EXCERPTED RECORDS:
┄┄┄┄┄┄

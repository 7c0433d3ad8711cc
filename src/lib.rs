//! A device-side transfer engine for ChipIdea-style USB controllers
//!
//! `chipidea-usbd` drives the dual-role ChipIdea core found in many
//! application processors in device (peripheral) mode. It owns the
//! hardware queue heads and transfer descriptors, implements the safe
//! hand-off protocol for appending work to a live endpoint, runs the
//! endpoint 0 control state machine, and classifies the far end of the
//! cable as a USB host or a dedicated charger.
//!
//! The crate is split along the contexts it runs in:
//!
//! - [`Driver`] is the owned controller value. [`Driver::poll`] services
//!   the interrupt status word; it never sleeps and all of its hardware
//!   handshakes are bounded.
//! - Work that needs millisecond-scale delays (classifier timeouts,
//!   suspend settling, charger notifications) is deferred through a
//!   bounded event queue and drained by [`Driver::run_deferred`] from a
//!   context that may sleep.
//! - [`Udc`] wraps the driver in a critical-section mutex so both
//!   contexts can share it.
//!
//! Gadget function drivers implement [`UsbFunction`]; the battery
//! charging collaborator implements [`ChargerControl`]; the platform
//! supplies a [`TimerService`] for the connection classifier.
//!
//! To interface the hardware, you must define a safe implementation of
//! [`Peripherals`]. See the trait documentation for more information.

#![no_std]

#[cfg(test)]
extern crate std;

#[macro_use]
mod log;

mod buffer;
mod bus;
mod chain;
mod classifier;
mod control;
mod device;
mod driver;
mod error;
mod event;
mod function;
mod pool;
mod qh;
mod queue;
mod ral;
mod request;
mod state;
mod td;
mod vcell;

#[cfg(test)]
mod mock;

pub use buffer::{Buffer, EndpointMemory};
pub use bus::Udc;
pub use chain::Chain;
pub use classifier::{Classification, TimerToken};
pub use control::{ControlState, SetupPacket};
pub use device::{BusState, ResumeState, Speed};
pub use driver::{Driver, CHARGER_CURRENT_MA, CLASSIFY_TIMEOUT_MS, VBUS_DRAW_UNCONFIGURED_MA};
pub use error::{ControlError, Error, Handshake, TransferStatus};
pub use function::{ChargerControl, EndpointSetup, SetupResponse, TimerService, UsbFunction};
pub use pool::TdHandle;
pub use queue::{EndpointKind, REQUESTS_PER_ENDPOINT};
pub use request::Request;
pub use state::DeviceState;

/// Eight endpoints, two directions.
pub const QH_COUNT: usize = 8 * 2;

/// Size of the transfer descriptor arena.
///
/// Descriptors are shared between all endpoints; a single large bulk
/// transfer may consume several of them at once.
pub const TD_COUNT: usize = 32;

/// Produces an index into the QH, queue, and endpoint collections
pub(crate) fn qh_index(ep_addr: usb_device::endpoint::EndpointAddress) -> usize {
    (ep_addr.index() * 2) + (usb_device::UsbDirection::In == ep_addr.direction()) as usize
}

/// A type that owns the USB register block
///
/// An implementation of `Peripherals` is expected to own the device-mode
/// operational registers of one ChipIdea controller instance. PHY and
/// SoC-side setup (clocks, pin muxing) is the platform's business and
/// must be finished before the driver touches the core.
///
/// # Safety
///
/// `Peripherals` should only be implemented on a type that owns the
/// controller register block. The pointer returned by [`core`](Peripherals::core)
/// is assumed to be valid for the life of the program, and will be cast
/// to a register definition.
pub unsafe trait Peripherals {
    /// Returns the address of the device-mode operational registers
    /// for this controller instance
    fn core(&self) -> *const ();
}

┄┄┄┄┄┄

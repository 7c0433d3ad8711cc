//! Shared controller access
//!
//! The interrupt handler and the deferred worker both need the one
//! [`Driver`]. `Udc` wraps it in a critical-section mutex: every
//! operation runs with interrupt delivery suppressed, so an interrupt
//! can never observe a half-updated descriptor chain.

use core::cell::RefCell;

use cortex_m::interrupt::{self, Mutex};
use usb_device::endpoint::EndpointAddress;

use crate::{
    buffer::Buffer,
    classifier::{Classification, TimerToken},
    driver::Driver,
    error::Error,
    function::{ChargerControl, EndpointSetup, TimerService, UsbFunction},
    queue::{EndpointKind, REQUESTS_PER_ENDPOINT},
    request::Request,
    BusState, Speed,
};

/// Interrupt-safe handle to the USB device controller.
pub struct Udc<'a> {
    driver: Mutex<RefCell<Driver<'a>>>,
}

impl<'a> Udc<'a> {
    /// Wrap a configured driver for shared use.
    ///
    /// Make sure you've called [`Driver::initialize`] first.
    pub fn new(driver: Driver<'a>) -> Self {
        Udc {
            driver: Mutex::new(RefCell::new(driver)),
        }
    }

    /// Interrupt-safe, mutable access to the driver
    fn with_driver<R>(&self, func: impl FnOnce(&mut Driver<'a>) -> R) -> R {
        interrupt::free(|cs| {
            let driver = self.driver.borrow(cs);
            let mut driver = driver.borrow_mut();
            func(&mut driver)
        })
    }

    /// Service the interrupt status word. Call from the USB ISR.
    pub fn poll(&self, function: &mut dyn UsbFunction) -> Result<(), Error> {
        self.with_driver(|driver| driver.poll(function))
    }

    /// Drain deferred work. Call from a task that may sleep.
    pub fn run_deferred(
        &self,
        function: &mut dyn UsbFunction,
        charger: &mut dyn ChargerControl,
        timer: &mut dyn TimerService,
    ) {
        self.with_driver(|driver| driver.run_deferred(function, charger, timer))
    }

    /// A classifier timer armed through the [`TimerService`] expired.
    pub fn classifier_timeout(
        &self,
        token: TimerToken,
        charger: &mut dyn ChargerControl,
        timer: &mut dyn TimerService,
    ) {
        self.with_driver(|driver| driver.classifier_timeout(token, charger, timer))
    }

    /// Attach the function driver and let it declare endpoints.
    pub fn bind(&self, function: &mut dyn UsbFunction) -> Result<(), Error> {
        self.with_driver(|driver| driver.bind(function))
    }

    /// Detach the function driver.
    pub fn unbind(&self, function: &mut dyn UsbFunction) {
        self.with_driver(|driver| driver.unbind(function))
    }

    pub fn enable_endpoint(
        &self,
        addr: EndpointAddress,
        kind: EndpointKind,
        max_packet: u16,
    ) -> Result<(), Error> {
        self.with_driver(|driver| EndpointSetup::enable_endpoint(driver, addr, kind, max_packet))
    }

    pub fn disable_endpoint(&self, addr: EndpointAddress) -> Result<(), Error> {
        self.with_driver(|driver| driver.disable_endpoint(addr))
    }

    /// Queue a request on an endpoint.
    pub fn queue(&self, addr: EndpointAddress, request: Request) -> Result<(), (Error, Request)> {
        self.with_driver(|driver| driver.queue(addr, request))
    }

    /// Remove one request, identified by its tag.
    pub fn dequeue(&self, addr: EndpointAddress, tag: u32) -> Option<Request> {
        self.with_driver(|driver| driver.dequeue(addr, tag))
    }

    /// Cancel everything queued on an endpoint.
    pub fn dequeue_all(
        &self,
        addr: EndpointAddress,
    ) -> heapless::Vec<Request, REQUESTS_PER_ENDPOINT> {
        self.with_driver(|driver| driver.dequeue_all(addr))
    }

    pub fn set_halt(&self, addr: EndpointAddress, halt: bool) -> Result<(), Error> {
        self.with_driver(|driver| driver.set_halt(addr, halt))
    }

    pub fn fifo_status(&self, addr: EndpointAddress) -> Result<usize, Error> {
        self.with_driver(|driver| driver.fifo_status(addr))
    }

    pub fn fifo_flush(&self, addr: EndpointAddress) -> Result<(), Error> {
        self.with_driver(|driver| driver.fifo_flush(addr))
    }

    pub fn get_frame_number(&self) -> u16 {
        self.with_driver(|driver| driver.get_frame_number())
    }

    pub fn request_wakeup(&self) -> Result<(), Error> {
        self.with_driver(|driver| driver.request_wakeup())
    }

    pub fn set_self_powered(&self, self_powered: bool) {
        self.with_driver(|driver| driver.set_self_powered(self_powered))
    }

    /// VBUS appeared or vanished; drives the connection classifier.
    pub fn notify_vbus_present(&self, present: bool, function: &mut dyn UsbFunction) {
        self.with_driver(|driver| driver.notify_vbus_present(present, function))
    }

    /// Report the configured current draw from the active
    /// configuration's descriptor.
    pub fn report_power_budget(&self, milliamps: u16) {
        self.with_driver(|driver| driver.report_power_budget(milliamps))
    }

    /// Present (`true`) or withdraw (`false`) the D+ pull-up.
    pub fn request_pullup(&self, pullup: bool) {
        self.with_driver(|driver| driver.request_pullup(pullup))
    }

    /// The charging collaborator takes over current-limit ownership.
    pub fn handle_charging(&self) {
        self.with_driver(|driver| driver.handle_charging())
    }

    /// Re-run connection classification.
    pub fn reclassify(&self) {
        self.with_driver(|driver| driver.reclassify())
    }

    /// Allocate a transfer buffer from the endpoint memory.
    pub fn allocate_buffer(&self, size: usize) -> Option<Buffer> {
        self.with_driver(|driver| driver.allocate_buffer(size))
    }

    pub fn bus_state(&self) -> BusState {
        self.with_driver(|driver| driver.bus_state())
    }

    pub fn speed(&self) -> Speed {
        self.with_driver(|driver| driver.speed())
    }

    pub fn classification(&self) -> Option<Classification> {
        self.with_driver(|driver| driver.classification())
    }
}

┄┄┄┄┄┄

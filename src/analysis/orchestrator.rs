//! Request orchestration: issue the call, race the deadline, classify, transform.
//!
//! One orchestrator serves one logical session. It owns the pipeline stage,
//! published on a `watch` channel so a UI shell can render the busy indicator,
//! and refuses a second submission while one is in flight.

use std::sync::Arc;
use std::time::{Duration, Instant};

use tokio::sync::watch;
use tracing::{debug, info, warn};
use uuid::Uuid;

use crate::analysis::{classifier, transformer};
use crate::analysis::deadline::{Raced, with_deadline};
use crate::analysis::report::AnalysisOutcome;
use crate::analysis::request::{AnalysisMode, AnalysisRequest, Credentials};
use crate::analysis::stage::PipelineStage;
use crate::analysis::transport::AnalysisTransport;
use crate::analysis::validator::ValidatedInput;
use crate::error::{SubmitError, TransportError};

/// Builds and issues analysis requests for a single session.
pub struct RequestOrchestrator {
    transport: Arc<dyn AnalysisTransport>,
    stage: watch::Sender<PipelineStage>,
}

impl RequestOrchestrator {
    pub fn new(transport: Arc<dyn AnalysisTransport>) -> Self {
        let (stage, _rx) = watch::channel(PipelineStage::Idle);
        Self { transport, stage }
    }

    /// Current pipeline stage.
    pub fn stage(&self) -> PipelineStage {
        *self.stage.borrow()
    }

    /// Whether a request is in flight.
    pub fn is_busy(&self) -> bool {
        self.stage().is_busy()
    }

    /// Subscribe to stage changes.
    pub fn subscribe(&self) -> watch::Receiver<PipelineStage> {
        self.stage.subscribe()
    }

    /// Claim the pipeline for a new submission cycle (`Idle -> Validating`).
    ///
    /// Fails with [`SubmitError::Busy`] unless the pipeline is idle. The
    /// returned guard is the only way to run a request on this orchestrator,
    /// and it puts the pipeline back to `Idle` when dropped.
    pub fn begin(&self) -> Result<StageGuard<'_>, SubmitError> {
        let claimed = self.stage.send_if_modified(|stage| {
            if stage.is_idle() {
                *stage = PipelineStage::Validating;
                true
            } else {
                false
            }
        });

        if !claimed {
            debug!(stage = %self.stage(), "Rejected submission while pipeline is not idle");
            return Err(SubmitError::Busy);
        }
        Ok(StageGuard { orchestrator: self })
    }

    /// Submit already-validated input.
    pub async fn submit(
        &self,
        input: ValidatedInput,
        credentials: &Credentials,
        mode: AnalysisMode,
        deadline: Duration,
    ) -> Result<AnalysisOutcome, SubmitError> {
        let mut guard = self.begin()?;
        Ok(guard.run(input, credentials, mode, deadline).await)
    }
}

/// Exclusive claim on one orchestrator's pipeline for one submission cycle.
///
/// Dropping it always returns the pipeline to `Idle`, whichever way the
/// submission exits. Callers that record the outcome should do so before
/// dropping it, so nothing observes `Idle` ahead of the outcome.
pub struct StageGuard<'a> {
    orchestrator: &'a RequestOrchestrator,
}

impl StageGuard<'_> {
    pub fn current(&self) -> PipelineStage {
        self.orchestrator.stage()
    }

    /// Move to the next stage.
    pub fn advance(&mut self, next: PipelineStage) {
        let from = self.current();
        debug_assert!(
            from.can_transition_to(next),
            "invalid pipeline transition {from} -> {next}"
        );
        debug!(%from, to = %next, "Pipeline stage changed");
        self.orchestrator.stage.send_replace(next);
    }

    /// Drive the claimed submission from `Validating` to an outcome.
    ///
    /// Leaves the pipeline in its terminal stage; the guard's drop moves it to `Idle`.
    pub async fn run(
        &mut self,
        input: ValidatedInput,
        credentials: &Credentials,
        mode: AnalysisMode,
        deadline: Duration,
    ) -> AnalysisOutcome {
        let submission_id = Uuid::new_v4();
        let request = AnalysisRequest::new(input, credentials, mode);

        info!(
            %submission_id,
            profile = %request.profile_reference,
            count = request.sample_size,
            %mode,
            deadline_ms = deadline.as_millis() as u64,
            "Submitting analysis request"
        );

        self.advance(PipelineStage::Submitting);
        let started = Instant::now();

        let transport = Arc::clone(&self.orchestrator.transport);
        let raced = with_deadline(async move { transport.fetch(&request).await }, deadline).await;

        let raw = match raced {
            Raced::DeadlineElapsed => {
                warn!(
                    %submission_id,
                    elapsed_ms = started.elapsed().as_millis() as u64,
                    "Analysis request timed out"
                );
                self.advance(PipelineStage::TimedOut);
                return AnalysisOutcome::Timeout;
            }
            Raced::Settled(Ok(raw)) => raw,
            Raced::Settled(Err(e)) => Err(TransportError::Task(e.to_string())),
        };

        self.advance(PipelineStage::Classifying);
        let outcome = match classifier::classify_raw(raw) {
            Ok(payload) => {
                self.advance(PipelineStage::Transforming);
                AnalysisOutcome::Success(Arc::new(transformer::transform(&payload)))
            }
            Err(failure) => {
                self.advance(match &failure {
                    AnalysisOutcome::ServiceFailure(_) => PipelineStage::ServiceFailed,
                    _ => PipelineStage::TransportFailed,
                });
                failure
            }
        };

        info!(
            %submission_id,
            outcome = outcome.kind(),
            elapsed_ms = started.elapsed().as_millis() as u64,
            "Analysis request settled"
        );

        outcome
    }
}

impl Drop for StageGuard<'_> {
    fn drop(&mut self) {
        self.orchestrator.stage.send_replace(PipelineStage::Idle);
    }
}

┄┄┄┄┄┄

ACTION ITEM: Report each line of the listing above that uses the word "filename".

ANSWER FOR THIS EXERCISE:
filename src/lib.rs
filename src/analysis/orchestrator.rs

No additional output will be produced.